Masa lalu Tulungagung erat kaitannya dengan Kerajaan Singasari dan Majapahit. Hampir di seluruh penjuru kota mudah ditemukan candi Hindu-Buddha sebagai sarana peribadatan masyarakat kala itu. Reruntuhan candi itulah yang menjadi tujuan penelusuran saya kali ini di Bumi Marmer.
Saya hanya menyambangi empat reruntuhan candi Hindu dan satu rumah peninggalan kolonial di tengah kota. Hal ini karena jarak satu sama lain cukup berjauhan dan harus melalui perbukitan kapur yang cukup terjal.
Namun, itu bukan halangan besar. Menikmati setiap langkah adalah cara terbaik meredakan lelah selama penelusuran. Saya menempuh perjalanan tiga jam dengan kereta api dari Stasiun Solo Balapan ke Stasiun Tulungagung.
Hiruk piruk aktivitas warga di pagi hari mewarnai geliat kota setibanya saya di Tulungagung. Sekitar pukul 08.00, saya memulai penelusuran.
Mengunjungi Kampung Pecinan Tulungagung
Tujuan pertama saya adalah Hotel Tanjung, yang terletak di Jalan Laksamana Muda Adi Sucipto No. 42, Kenayan. Jalan di depan hotel bergaya Indis Oriental masih cukup sepi. Hanya tampak tukang becak yang setia menunggu pelanggan di tepi jalan.
Ada dugaan kawasan ini merupakan kampung pecinan Tulungagung. Oleh karena itu, Hotel Tanjung memiliki gaya bangunan yang paling menonjol daripada sekitarnya. Hanya saja, hotel tersebut tidak tampak secara langsung dari jalan raya di depannya.

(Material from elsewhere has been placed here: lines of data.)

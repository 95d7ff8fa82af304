//! Chunk evaluation and ordered parallel execution.
//!
//! This module sits between [`crate::source`] and [`crate::sink`] and provides:
//!
//! - [`ChunkProcessor`]: applies a resolved rule set to one chunk, collecting per-row failures
//! - [`Coordinator`]: runs chunk tasks on a bounded rayon pool and emits results in ordinal order
//! - Cancellation, timeouts and real-time metrics with observer hooks

mod cancel;
mod coordinator;
mod observer;
mod processor;

use rayon::{ThreadPool, ThreadPoolBuilder};

use crate::error::{JobError, JobResult};

pub use cancel::CancellationToken;
pub use coordinator::{Coordinator, CoordinatorOptions, RunSummary};
pub use observer::{ExecutionEvent, ExecutionMetrics, ExecutionMetricsSnapshot, ExecutionObserver, TracingObserver};
pub use processor::{ChunkProcessor, ProcessedChunk, RowFailure};

/// Parallelism and chunking settings.
#[derive(Debug, Clone, PartialEq, Eq)]
pub struct ExecutionOptions {
    /// Number of worker threads.
    ///
    /// If `None`, uses the platform's available parallelism.
    pub num_threads: Option<usize>,
    /// Number of rows per chunk.
    pub chunk_size: usize,
    /// Upper bound on chunks dispatched but not yet handed to the sink.
    ///
    /// This also bounds the reorder buffer.
    pub max_in_flight_chunks: usize,
}

impl Default for ExecutionOptions {
    fn default() -> Self {
        let n = available_parallelism();
        Self {
            num_threads: Some(n),
            chunk_size: 4_096,
            max_in_flight_chunks: n.max(1),
        }
    }
}

impl ExecutionOptions {
    /// Reject zero chunk sizes, windows and thread counts.
    pub fn validate(&self) -> JobResult<()> {
        let invalid = |message: &str| {
            Err(JobError::InvalidOptions {
                message: message.to_string(),
            })
        };
        if self.chunk_size == 0 {
            return invalid("chunk_size must be > 0");
        }
        if self.max_in_flight_chunks == 0 {
            return invalid("max_in_flight_chunks must be > 0");
        }
        if self.num_threads == Some(0) {
            return invalid("num_threads must be > 0 when set");
        }
        Ok(())
    }

    /// Effective worker count.
    pub fn worker_count(&self) -> usize {
        self.num_threads.unwrap_or_else(available_parallelism).max(1)
    }

    pub(crate) fn build_pool(&self) -> JobResult<ThreadPool> {
        self.validate()?;
        let pool = ThreadPoolBuilder::new()
            .num_threads(self.worker_count())
            .thread_name(|i| format!("report-worker-{i}"))
            .build()?;
        Ok(pool)
    }
}

fn available_parallelism() -> usize {
    std::thread::available_parallelism().map(|n| n.get()).unwrap_or(1)
}

#[cfg(test)]
mod tests {
    use super::ExecutionOptions;
    use crate::error::JobError;

    #[test]
    fn zero_settings_are_rejected() {
        let bad = [
            ExecutionOptions {
                chunk_size: 0,
                ..ExecutionOptions::default()
            },
            ExecutionOptions {
                max_in_flight_chunks: 0,
                ..ExecutionOptions::default()
            },
            ExecutionOptions {
                num_threads: Some(0),
                ..ExecutionOptions::default()
            },
        ];
        for opts in bad {
            assert!(matches!(opts.validate(), Err(JobError::InvalidOptions { .. })));
        }
        assert!(ExecutionOptions::default().validate().is_ok());
    }

    #[test]
    fn pool_uses_configured_thread_count() {
        let opts = ExecutionOptions {
            num_threads: Some(3),
            ..ExecutionOptions::default()
        };
        assert_eq!(opts.build_pool().unwrap().current_num_threads(), 3);
        assert!(ExecutionOptions { num_threads: None, ..opts }.worker_count() >= 1);
    }
}
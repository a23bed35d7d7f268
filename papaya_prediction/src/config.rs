use serde::Deserialize;
use std::path::PathBuf;

pub trait Validatable {
    fn get_path(&self) -> PathBuf;

    fn validate(&self) -> Result<(), String> {
        if !self.get_path().exists() {
            return Err(format!("File not found: {:?}", self.get_path()));
        }
        Ok(())
    }
}

/// Memory order of the model input tensor.
///
/// Keras exports keep channels last, which is the default.
#[derive(Debug, Deserialize, Clone, Copy, PartialEq, Eq, Default)]
#[serde(rename_all = "lowercase")]
pub enum TensorLayout {
    #[default]
    Nhwc,
    Nchw,
}

#[derive(Debug, Deserialize, Clone)]
pub struct ModelConfig {
    pub onnx_file: String,
    pub model_dir: PathBuf,
    #[serde(default = "default_model_instances")]
    pub num_instances: usize,
    #[serde(default = "default_input_size")]
    pub input_size: u32,
    #[serde(default)]
    pub layout: TensorLayout,
}

fn default_model_instances() -> usize {
    1
}

fn default_input_size() -> u32 {
    224
}

impl Validatable for ModelConfig {
    fn get_path(&self) -> PathBuf {
        self.model_dir.join(&self.onnx_file)
    }

    fn validate(&self) -> Result<(), String> {
        if !self.get_path().exists() {
            return Err(format!("Model file not found: {:?}", self.get_path()));
        }
        if self.num_instances == 0 {
            return Err("model.num_instances must be at least 1".to_string());
        }
        if self.input_size == 0 {
            return Err("model.input_size must be at least 1".to_string());
        }
        Ok(())
    }
}

#[derive(Debug, Deserialize, Clone)]
pub struct LabelsConfig {
    pub labels_file: String,
    pub labels_dir: PathBuf,
}

impl Validatable for LabelsConfig {
    fn get_path(&self) -> PathBuf {
        self.labels_dir.join(&self.labels_file)
    }

    fn validate(&self) -> Result<(), String> {
        if !self.get_path().exists() {
            return Err(format!("Labels file not found: {:?}", self.get_path()));
        }
        Ok(())
    }
}
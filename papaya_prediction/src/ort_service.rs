use crate::{
    config::{ModelConfig, Validatable},
    error::PredictionError,
    model_service::ModelService,
    preprocess::InputSpec,
};
use ndarray::{Array, Array4, Dimension};
use ort::{
    session::{builder::GraphOptimizationLevel, Session},
    value::TensorRef,
};
use std::sync::{
    atomic::{AtomicUsize, Ordering},
    Arc, Mutex,
};

#[cfg(feature = "tensorrt")]
fn init_runtime() -> Result<(), PredictionError> {
    use ort::execution_providers::TensorRTExecutionProvider;

    ort::init()
        .with_execution_providers([TensorRTExecutionProvider::default()
            .with_engine_cache(true)
            .build()])
        .commit()
        .map_err(|e| PredictionError::ModelLoad(format!("runtime init failed: {}", e)))?;
    Ok(())
}

#[cfg(not(feature = "tensorrt"))]
fn init_runtime() -> Result<(), PredictionError> {
    Ok(())
}

/// Pulls the class scores of the single batch entry out of a raw output tensor.
fn batch_scores(dims: &[usize], data: &[f32]) -> Result<Vec<f32>, PredictionError> {
    match dims {
        [] => Err(PredictionError::Output("scalar output".to_string())),
        [classes] if *classes == data.len() => Ok(data.to_vec()),
        [batch, rest @ ..] if *batch == 1 && rest.iter().product::<usize>() == data.len() => {
            Ok(data.to_vec())
        }
        [batch, ..] if *batch != 1 => Err(PredictionError::Output(format!(
            "expected a batch of 1, got {}",
            batch
        ))),
        _ => Err(PredictionError::Output(format!(
            "shape {:?} does not match {} values",
            dims,
            data.len()
        ))),
    }
}

#[derive(Clone)]
pub struct OrtModelService {
    sessions: Arc<Vec<Arc<Mutex<Session>>>>,
    counter: Arc<AtomicUsize>,
    input_spec: InputSpec,
    num_classes: Option<usize>,
}

impl OrtModelService {
    pub fn new(model_config: &ModelConfig) -> Result<Self, PredictionError> {
        model_config.validate().map_err(PredictionError::ModelLoad)?;
        init_runtime()?;

        let model_path = model_config.get_path();
        let sessions = (0..model_config.num_instances)
            .map(|_| {
                let session = Session::builder()
                    .and_then(|builder| {
                        builder.with_optimization_level(GraphOptimizationLevel::Level3)
                    })
                    .and_then(|builder| builder.commit_from_file(&model_path))
                    .map_err(|e| PredictionError::ModelLoad(e.to_string()))?;
                Ok(Arc::new(Mutex::new(session)))
            })
            .collect::<Result<Vec<_>, PredictionError>>()?;

        tracing::info!(
            "Created {} ONNX sessions from {:?}",
            sessions.len(),
            model_path
        );

        let mut service = Self {
            sessions: Arc::new(sessions),
            counter: Arc::new(AtomicUsize::new(0)),
            input_spec: InputSpec {
                size: model_config.input_size,
                layout: model_config.layout,
            },
            num_classes: None,
        };

        let warmup: Array4<f32> = Array::zeros(service.input_spec.shape());
        let scores = service
            .run_inference(&warmup)
            .map_err(|e| PredictionError::ModelLoad(format!("warm-up inference failed: {}", e)))?;
        if scores.is_empty() {
            return Err(PredictionError::ModelLoad(
                "model produced an empty output".to_string(),
            ));
        }
        tracing::info!("Model reports {} output classes", scores.len());
        service.num_classes = Some(scores.len());

        Ok(service)
    }
}

impl ModelService for OrtModelService {
    fn input_spec(&self) -> InputSpec {
        self.input_spec
    }

    fn num_classes(&self) -> Option<usize> {
        self.num_classes
    }

    fn run_inference(&self, input: &Array4<f32>) -> Result<Vec<f32>, PredictionError> {
        let index = self.counter.fetch_add(1, Ordering::SeqCst) % self.sessions.len();
        let session_arc = &self.sessions[index];
        let mut session = session_arc
            .lock()
            .map_err(|e| PredictionError::Inference(format!("session mutex poisoned: {}", e)))?;

        tracing::debug!("Handling request with session {}", index);
        let owned_buffer;
        let input_view = if input.view().is_standard_layout() {
            input.view()
        } else {
            owned_buffer = input.as_standard_layout().into_owned();
            owned_buffer.view()
        };

        let tensor_ref = TensorRef::from_array_view(input_view)
            .map_err(|e| PredictionError::Inference(format!("failed to build tensor: {}", e)))?;

        let outputs = session
            .run(ort::inputs![tensor_ref])
            .map_err(|e| PredictionError::Inference(e.to_string()))?;

        let output = outputs
            .values()
            .next()
            .ok_or_else(|| PredictionError::Output("model produced no outputs".to_string()))?;

        let (shape, data) = output
            .try_extract_tensor::<f32>()
            .map_err(|e| PredictionError::Output(format!("failed to extract tensor: {}", e)))?;

        let dims = shape.to_ixdyn();
        batch_scores(dims.slice(), data)
    }
}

Layaknya hotel, bagian beranda depan difungsikan sebagai resepsionis. Setelah mendapat izin, saya pun masuk. Tampak dari luar hingga dalam tidak ada perubahan signifikan. Detail ragam hiasan awal hotel tidak dihilangkan. Hanya halaman belakang yang kini menjadi kamar dua lantai.
Menurut cerita sesepuh setempat, Hotel Tanjung diduga didirikan sekitar tahun 1920–1930 oleh Tho Kok Poen. Seorang pejabat Tionghoa di Dewan Kabupaten Tulungagung periode 1928–1934. Sebelum menjadi dewan, ia menjabat sebagai bupati Tulungagung tahun 1920–1928.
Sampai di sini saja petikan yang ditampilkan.